*** DATA UNDER STUDY Section Begins ***

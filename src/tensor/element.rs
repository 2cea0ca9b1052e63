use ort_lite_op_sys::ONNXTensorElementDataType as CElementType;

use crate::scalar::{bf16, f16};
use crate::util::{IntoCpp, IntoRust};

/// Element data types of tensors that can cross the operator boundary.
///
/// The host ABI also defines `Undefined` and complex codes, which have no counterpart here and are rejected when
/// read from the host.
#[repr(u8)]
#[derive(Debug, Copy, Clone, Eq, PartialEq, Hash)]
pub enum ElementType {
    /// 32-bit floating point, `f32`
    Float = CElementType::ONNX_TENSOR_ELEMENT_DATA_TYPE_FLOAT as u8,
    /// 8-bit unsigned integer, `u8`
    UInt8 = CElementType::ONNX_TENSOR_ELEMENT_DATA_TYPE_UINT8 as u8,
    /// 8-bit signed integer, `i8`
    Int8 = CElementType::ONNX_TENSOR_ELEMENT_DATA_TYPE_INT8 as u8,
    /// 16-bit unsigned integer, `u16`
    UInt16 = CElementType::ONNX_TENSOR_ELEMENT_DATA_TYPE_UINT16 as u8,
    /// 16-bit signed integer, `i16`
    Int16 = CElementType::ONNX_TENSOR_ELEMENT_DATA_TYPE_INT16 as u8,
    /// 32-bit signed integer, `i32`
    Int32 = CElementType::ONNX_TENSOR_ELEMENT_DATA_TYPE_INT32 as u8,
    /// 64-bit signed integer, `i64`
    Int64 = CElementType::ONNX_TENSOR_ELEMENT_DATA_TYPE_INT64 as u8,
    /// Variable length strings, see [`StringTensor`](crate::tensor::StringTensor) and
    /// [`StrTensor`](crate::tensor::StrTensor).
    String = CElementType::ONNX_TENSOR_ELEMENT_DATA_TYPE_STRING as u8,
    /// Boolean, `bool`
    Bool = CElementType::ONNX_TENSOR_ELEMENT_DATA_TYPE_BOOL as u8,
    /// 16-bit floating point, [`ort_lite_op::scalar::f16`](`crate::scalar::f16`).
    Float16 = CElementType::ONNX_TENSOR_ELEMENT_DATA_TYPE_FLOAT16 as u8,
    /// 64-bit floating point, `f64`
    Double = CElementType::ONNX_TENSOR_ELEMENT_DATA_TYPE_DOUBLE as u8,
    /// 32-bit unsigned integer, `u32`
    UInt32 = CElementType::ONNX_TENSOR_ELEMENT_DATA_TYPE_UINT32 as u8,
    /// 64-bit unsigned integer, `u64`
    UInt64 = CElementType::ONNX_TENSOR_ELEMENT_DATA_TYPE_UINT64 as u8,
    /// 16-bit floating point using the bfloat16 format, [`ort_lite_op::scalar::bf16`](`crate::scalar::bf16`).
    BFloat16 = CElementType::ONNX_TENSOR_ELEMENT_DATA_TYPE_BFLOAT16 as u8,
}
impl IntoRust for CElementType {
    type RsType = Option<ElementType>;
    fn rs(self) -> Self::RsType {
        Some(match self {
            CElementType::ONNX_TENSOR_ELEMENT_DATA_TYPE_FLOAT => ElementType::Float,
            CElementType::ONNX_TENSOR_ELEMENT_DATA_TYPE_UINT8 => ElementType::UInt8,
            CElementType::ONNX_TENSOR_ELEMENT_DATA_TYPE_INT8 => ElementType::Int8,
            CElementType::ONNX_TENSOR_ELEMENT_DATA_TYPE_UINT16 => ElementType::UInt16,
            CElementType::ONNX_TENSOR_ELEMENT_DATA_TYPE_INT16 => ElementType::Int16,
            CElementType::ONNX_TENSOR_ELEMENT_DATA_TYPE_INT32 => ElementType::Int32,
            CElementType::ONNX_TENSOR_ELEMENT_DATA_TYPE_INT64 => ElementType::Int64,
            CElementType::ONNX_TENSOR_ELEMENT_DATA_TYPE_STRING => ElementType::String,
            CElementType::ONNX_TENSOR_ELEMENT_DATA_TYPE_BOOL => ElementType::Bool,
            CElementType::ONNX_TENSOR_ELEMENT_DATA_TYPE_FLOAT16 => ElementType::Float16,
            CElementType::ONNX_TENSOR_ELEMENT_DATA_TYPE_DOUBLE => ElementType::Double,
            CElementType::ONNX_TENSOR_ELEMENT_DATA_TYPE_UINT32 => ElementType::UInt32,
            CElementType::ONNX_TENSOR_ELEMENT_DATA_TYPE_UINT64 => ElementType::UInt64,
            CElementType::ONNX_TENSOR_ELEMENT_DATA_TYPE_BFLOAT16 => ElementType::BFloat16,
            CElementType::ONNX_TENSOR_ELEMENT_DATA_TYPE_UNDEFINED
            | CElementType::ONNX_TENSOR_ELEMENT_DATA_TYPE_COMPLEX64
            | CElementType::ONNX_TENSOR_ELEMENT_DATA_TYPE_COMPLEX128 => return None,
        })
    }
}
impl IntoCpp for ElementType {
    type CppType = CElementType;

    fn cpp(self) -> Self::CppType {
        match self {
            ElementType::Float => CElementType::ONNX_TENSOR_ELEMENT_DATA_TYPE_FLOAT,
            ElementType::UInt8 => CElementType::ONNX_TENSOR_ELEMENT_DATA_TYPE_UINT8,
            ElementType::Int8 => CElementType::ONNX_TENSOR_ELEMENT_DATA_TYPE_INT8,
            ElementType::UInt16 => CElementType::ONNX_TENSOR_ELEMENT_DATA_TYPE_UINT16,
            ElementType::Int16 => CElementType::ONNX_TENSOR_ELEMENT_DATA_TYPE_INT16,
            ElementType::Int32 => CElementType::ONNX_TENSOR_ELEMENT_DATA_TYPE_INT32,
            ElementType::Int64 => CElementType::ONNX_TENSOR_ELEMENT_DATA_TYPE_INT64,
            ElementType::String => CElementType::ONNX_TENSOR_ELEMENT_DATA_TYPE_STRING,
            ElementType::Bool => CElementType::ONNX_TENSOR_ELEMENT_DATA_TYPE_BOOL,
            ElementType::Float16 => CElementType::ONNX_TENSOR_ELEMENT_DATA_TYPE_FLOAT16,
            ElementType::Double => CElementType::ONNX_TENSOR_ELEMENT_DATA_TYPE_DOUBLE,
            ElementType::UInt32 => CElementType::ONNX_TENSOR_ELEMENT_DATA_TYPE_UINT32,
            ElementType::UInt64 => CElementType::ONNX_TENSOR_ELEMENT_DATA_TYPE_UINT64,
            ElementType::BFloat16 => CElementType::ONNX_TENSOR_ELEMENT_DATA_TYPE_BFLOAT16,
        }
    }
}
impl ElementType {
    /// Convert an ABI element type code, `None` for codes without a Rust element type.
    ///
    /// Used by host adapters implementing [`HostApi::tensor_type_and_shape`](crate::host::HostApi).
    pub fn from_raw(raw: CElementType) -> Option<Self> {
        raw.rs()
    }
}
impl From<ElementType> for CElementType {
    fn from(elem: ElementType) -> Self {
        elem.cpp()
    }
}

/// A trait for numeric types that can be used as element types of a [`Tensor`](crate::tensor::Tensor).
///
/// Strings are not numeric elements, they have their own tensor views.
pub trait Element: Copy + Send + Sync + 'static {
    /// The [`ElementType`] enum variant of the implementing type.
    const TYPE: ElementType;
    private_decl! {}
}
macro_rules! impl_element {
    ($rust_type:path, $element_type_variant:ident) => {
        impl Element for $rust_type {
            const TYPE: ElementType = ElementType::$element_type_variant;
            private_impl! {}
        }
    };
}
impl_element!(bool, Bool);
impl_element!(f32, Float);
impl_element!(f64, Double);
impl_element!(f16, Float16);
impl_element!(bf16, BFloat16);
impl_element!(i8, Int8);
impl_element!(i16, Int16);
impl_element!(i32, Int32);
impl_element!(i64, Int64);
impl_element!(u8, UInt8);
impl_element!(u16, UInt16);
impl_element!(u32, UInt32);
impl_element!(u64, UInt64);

*** DATA UNDER STUDY Section Ends ***

ACTION ITEM: Transcribe only the lines from the beginning of the entries to the line with "pub enum ElementType", inclusive, exactly as written.

TASK ANSWER:
filename src/tensor/element.rs
repository 2cea0ca9b1052e63
use ort_lite_op_sys::ONNXTensorElementDataType as CElementType;

use crate::scalar::{bf16, f16};
use crate::util::{IntoCpp, IntoRust};

/// Element data types of tensors that can cross the operator boundary.
///
/// The host ABI also defines `Undefined` and complex codes, which have no counterpart here and are rejected when
/// read from the host.
#[repr(u8)]
#[derive(Debug, Copy, Clone, Eq, PartialEq, Hash)]
pub enum ElementType {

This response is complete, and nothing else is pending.